• Task
Every line of the entries with the word "them" in it should be shown.

• The records
• • • • •
//! The classifier: turns a [`Scanner`] over a [`Buffer`] into a fully
//! materialized [`TokenArena`] in one up-front pass (§4.2).
//!
//! Sub-modules own one concern each, matching the split the corpus already
//! uses for its own classifier (`lexer/{identifier,number,string,operator,
//! comment}.rs`):
//! - [`cpp`] — preprocessor directive recognition and disabled-region
//!   depth counting.
//! - [`ident`] — identifier scanning and the keyword exact-match check.
//! - [`literal`] — numeric and string/char literal scanning.
//! - [`punct`] — keyword-table-driven punctuator longest match.
//!
//! This module owns the parts that glue those together: the per-token
//! trivia collection (prefixes/suffixes), the `#if`/`#else`/`#endif`
//! branch-stack linker, and the top-level emission loop.

mod cpp;
mod ident;
mod literal;
mod punct;

use crate::buffer::Buffer;
use crate::scanner::Scanner;
use crate::token::{AttrFlags, BranchState, InstFlags, TokenArena, TokenData, TokenId, TokenKind};

/// Result of tokenizing one translation unit: the arena plus whether any
/// lexical error was latched along the way.
pub struct Tokenized {
    pub arena: TokenArena,
    pub errored: bool,
}

/// One step of dangling-trivia recognition: either nothing more to
/// consume, or a freshly classified trivia token.
enum Trivia {
    None,
    Item(TokenData),
}

struct Classifier<'a> {
    scanner: Scanner<'a>,
    arena: TokenArena,
    errored: bool,
    /// Per currently-open `#if` chain, the most recently linked arm.
    branch_stack: Vec<TokenId>,
}
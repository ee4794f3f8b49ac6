//! `cfmt-par` — the parser's public shape, not its grammar.
//!
//! The parser is one of the collaborators §1 treats as external to the
//! lexer core: this crate wraps a [`cfmt_lex::Lexer`] with the signatures
//! the rest of the formatter commits to (`alloc`/`get_lexer`/`exec`) and
//! shows, in [`Parser::parse_translation_unit`], the consumption pattern a
//! real grammar would follow — pop tokens, consult `peek_if_type`, hand
//! branch recovery back to the lexer's [`cfmt_lex::Cursor`] — without
//! building an AST or implementing any production rule.

use bumpalo::Bump;

use cfmt_lex::{Cursor, Lexer, LexError, TokenId, TokenKind};
use cfmt_util::{Diagnostic, Handler, Span};

/// Wraps one translation unit's [`Lexer`] together with the arena a real
/// grammar would allocate AST nodes out of, and the [`Handler`] it would
/// report semantic diagnostics through.
pub struct Parser {
    lexer: Lexer,
    arena: Bump,
    handler: Handler,
}

impl Parser {
    pub fn new(lexer: Lexer) -> Self {
        Self {
            lexer,
            arena: Bump::new(),
            handler: Handler::new(),
        }
    }

    /// Allocate a value in the parser's arena. A real grammar would stamp
    /// out AST nodes here instead of `Box`ing or `Vec`-pushing them one at
    /// a time; this crate never calls it with anything but the placeholder
    /// unit type, since it builds no AST.
    pub fn alloc<T>(&self, value: T) -> &T {
        self.arena.alloc(value)
    }

    pub fn get_lexer(&mut self) -> &mut Lexer {
        &mut self.lexer
    }

    pub fn handler(&self) -> &Handler {
        &self.handler
    }

    /// Entry point a driver calls once per translation unit. Delegates to
    /// [`Parser::parse_translation_unit`]; a full implementation would
    /// additionally run the document-IR execution pass this crate does not
    /// own.
    pub fn exec(&mut self) -> bool {
        self.parse_translation_unit();
        !self.handler.has_errors() && !self.lexer.has_lex_error()
    }

    /// Demonstrates the cursor consumption pattern a declaration/statement
    /// grammar would use, without building anything: pop tokens off the
    /// cursor, consult `peek_if_type` at each top-level position the way a
    /// declaration parser would before committing to a production, and
    /// hand `#if`/`#else`/`#endif` branch exploration back to the cursor's
    /// `recover` when `pop` halts.
    pub fn parse_translation_unit(&mut self) {
        let mut cursor = self.lexer.cursor();
        loop {
            match cursor.pop() {
                Ok(id) if cursor.data(id).kind == TokenKind::Eof => break,
                Ok(_) => {
                    // A real grammar would dispatch on `cursor.peek_if_type()`
                    // here to choose between a declaration and a statement
                    // production; this crate does not implement either.
                    let _ = cursor.peek_if_type();
                }
                Err(LexError::BranchPending) => {
                    if !cursor.recover() {
                        self.handler.error(
                            "unresolved #if/#else/#endif branch at end of input",
                            Span::new(0, 0, 0, 0),
                        );
                        break;
                    }
                }
                Err(_) => break,
            }
        }
    }
}

/// The callback shape an (unimplemented) operator-precedence expression
/// grammar would thread through recursive descent: `expr_exec` drives one
/// more step of the climb at `min_prec`, `expr_peek` asks whether the
/// token under the cursor could extend the expression at all. Neither
/// callback is ever installed with real logic by this crate — expression
/// parsing is grammar, which is out of scope here (§1).
pub struct ExprExecArg {
    pub min_prec: u8,
    pub expr_exec: fn(&mut Parser, &ExprExecArg) -> Result<TokenId, Diagnostic>,
    pub expr_peek: fn(&mut Cursor, &ExprExecArg) -> bool,
}

#[cfg(test)]
mod tests {
    use super::*;
    use cfmt_lex::Lexer;

    #[test]
    fn exec_runs_to_eof_on_well_formed_input() {
        let lexer = Lexer::new("int x = 1;", "t.c", false);
        let mut parser = Parser::new(lexer);
        assert!(parser.exec());
    }

    #[test]
    fn exec_recovers_through_an_if_else_branch() {
        let lexer = Lexer::new("#if A\nint x;\n#else\nlong x;\n#endif\n", "t.c", false);
        let mut parser = Parser::new(lexer);
        assert!(parser.exec());
    }

    #[test]
    fn alloc_hands_back_an_arena_reference() {
        let lexer = Lexer::new("", "t.c", false);
        let parser = Parser::new(lexer);
        let value: &u32 = parser.alloc(42);
        assert_eq!(*value, 42);
    }
}
//! `cfmt-lex` — the C formatter's lexer: tokenization of a translation unit
//! into a doubly-linked, trivia-enriched token stream, plus the
//! speculative-execution [`Cursor`] substrate the parser walks it with.
//!
//! The pipeline, leaf to root: a [`Buffer`] owns the source bytes; a
//! [`scanner::Scanner`] reads them byte-for-byte; the classifier (private —
//! see the `classify` module) recognizes keywords, punctuators, literals,
//! identifiers, comments, and preprocessor directives in one up-front pass,
//! attaching trivia as prefixes/suffixes and linking `#if`/`#else`/`#endif`
//! chains as it goes; the result is a [`TokenArena`]. [`Lexer`] owns the
//! buffer and arena for one translation unit and hands out a [`Cursor`] for
//! the parser to walk.
//!
//! ```
//! use cfmt_lex::{Lexer, TokenKind};
//!
//! let mut lexer = Lexer::new("int x = 1;", "t.c", false);
//! let mut cursor = lexer.cursor();
//! assert_eq!(cursor.data(cursor.pop().unwrap()).kind, TokenKind::Int);
//! ```

mod buffer;
mod classify;
mod cursor;
mod error;
mod keyword;
mod scanner;
mod token;
mod type_phrase;

pub use buffer::Buffer;
pub use cursor::{Cursor, CursorState, PeekGuard};
pub use error::{format_expect_mismatch, LexError};
pub use keyword::{lookup as lookup_keyword, TokenTemplate};
pub use scanner::{Scanner, ScannerState, EOF_BYTE};
pub use token::{AttrFlags, BranchState, InstFlags, TokenArena, TokenData, TokenId, TokenKind};
pub use type_phrase::TypePhrase;

/// Owns one translation unit's [`Buffer`] and [`TokenArena`] and hands out
/// a [`Cursor`] over them.
///
/// Tokenization happens once, eagerly, in [`Lexer::new`] (§1 non-goal: not
/// incremental). `path` and `verbose` are only used for the one diagnostic
/// line a mismatched [`Cursor::expect`] can write; the lexer reads nothing
/// else out of the driver's configuration bundle.
pub struct Lexer {
    buffer: Buffer,
    arena: TokenArena,
    errored: bool,
    path: String,
    verbose: bool,
}

impl Lexer {
    /// Tokenize `source` up front. `path` is carried only for diagnostics.
    pub fn new(source: impl Into<Vec<u8>>, path: impl Into<String>, verbose: bool) -> Self {
        let buffer = Buffer::from_bytes(source);
        let tokenized = classify::tokenize(&buffer);
        Self {
            buffer,
            arena: tokenized.arena,
            errored: tokenized.errored,
            path: path.into(),
            verbose,
        }
    }

    /// A [`Cursor`] parked before the first token, ready for `pop`.
    pub fn cursor(&mut self) -> Cursor<'_> {
        Cursor::new(&mut self.arena, &self.buffer, self.path.clone(), self.verbose)
    }

    /// The buffer backing every lexeme this translation unit's tokens
    /// reference.
    pub fn buffer(&self) -> &Buffer {
        &self.buffer
    }

    /// A copy of the source bytes with a trailing NUL appended, for
    /// collaborators (e.g. a C library binding) that want a C string
    /// on demand without the lexer itself carrying one permanently.
    pub fn buffer_as_cstr_bytes(&self) -> Vec<u8> {
        let mut bytes = self.buffer.as_bytes().to_vec();
        bytes.push(0);
        bytes
    }

    /// Whether a lexical error was latched while tokenizing (§7 kind 2).
    /// Distinct from any `expect`-mismatch error a caller's parsing latches
    /// afterward through the returned [`Cursor`].
    pub fn has_lex_error(&self) -> bool {
        self.errored
    }

    /// Number of tokens in the arena, DANGLING ones included.
    pub fn token_count(&self) -> usize {
        self.arena.len()
    }

    /// The path this lexer was constructed with, for diagnostics.
    pub fn path(&self) -> &str {
        &self.path
    }
}

#[cfg(test)]
mod tests {
    use super::*;

    #[test]
    fn lexer_tokenizes_eagerly_and_exposes_a_cursor() {
        let mut lexer = Lexer::new("int x;", "t.c", false);
        assert!(!lexer.has_lex_error());
        let mut cursor = lexer.cursor();
        assert_eq!(cursor.data(cursor.pop().unwrap()).kind, TokenKind::Int);
        assert_eq!(cursor.data(cursor.pop().unwrap()).kind, TokenKind::Ident);
        assert_eq!(cursor.data(cursor.pop().unwrap()).kind, TokenKind::Semi);
        assert_eq!(cursor.data(cursor.pop().unwrap()).kind, TokenKind::Eof);
    }

    #[test]
    fn unterminated_literal_latches_lex_error() {
        let lexer = Lexer::new("\"unterminated", "t.c", false);
        assert!(lexer.has_lex_error());
    }

    #[test]
    fn buffer_as_cstr_bytes_appends_nul() {
        let lexer = Lexer::new("int x;", "t.c", false);
        let bytes = lexer.buffer_as_cstr_bytes();
        assert_eq!(bytes.last(), Some(&0));
        assert_eq!(&bytes[..bytes.len() - 1], lexer.buffer().as_bytes());
    }

    #[test]
    fn two_cursors_over_the_same_lexer_are_independent() {
        let mut lexer = Lexer::new("int x;", "t.c", false);
        {
            let mut cursor = lexer.cursor();
            cursor.pop().unwrap();
        }
        // The arena is unaffected by a cursor going out of scope; a fresh
        // cursor starts over from the beginning.
        let mut cursor = lexer.cursor();
        assert_eq!(cursor.data(cursor.pop().unwrap()).kind, TokenKind::Int);
    }
}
• • • • •
• Written response
    /// out AST nodes here instead of `Box`ing or `Vec`-pushing them one at
//! [`scanner::Scanner`] reads them byte-for-byte; the classifier (private —
/// a [`Cursor`] over them.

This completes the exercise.